## Exercise description:
Nothing but a number is wanted here: the count of lines in the data holding the word "parallel".

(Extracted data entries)
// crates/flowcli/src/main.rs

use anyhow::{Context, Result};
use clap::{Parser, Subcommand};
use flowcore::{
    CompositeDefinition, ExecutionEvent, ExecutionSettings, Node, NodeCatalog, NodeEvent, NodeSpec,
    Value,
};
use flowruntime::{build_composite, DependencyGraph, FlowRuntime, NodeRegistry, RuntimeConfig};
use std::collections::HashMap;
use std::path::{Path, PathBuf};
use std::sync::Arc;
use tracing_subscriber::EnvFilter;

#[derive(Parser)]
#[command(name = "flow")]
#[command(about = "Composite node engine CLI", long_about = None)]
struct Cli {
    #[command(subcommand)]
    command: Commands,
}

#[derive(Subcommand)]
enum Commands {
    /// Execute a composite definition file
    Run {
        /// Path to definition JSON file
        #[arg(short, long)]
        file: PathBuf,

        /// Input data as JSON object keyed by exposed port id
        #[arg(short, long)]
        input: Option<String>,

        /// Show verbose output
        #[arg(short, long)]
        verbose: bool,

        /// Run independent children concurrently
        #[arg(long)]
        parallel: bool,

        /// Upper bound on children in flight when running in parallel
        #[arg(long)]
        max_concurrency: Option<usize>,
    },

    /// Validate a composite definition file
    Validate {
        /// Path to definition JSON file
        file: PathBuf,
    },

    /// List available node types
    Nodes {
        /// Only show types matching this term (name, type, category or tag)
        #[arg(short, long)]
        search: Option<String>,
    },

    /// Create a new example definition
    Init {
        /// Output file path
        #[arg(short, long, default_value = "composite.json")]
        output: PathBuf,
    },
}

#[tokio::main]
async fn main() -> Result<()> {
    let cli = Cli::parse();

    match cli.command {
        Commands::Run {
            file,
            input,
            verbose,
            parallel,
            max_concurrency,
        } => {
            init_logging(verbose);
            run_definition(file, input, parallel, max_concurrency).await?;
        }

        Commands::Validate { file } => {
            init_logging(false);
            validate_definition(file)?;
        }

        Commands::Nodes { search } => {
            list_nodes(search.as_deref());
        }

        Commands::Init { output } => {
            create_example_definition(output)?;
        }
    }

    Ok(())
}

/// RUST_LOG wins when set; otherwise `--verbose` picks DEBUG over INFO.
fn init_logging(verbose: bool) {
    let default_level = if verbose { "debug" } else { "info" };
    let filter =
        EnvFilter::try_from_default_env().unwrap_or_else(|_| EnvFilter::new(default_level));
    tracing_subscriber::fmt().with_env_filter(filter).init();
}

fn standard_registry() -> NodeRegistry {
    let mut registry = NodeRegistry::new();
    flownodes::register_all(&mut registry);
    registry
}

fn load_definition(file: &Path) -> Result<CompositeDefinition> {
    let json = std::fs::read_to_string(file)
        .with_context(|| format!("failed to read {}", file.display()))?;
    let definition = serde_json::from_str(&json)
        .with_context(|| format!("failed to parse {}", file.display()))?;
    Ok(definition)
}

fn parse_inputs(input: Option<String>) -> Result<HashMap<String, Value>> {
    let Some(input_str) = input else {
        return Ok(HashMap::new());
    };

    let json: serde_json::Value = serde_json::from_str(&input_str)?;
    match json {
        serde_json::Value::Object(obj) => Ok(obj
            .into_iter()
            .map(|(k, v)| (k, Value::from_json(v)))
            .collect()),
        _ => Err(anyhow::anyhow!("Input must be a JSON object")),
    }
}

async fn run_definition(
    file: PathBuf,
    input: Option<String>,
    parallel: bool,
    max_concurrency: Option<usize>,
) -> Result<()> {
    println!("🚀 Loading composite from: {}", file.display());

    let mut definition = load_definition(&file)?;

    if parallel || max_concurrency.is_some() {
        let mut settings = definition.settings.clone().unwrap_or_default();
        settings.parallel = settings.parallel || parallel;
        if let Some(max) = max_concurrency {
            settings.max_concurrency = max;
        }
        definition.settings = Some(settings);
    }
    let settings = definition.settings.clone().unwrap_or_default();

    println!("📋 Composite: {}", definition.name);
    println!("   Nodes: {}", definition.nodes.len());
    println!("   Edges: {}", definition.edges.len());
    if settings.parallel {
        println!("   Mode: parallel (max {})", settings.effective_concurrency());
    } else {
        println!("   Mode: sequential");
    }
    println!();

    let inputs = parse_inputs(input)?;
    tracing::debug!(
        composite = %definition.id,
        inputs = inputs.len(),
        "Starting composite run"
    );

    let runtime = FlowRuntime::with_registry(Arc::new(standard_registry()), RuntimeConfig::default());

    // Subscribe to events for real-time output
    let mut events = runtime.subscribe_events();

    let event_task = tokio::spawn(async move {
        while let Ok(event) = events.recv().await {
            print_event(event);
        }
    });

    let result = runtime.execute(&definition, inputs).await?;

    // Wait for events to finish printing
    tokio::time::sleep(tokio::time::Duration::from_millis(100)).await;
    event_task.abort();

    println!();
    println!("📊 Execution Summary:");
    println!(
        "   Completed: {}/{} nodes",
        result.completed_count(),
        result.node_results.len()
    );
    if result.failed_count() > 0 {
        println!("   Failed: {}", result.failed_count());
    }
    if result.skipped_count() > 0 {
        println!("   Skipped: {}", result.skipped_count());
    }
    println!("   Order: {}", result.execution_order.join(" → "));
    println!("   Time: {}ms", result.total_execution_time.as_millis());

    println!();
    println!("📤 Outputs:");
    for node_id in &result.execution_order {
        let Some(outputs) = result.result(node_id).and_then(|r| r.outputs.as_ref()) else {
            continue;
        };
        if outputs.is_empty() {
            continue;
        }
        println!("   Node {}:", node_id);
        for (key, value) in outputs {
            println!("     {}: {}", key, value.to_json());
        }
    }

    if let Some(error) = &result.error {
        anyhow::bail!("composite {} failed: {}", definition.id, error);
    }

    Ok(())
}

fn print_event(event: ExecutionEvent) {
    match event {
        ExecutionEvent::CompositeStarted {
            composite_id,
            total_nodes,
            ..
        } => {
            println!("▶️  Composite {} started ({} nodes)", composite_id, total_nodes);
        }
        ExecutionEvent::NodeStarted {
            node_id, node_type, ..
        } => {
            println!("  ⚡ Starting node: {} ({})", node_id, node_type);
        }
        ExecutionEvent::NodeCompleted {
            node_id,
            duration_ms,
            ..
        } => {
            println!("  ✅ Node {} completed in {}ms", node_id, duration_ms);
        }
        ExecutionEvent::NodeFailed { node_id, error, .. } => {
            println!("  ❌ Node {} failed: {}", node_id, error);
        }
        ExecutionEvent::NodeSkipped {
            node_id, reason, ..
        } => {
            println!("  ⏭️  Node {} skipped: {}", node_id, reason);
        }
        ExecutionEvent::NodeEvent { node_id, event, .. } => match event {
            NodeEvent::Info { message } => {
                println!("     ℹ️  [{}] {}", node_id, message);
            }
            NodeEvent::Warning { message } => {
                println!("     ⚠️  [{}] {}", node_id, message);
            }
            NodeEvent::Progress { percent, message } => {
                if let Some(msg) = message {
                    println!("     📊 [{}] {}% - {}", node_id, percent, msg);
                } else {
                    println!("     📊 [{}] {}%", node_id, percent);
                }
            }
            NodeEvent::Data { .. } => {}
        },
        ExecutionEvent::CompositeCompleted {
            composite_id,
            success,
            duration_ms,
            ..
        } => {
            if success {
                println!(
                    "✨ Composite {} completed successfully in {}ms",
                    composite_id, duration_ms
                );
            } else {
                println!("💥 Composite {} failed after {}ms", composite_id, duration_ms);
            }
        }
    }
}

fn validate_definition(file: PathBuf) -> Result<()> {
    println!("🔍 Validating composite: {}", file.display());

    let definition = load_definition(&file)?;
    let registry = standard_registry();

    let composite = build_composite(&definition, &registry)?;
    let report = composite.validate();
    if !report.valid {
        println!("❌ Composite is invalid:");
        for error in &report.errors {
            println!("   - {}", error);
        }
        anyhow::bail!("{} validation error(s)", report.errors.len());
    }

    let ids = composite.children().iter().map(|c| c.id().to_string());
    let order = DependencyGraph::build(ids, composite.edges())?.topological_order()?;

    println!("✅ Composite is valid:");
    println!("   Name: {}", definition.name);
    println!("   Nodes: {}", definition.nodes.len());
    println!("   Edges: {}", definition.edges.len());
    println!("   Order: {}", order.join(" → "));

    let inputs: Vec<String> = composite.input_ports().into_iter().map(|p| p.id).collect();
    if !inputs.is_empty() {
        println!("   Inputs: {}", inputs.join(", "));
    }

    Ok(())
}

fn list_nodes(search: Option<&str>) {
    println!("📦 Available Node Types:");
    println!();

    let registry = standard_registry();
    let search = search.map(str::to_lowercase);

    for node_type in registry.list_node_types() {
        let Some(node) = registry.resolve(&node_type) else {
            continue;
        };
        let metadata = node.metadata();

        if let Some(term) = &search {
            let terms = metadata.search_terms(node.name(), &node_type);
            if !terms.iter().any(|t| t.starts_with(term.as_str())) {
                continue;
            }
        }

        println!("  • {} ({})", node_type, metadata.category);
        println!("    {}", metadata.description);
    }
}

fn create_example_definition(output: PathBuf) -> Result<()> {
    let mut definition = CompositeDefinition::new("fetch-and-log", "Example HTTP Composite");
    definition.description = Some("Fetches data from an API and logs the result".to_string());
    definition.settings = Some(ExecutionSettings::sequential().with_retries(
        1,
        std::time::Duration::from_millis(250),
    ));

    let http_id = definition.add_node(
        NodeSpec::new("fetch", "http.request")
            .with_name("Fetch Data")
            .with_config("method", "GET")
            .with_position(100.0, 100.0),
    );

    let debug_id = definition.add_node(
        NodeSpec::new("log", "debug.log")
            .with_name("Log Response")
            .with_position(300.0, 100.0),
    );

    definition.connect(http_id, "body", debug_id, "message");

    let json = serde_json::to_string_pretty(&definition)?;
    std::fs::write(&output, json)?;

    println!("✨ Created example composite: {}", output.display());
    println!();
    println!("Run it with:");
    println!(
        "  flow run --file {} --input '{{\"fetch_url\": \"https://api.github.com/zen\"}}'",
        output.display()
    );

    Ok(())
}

## Task output:
9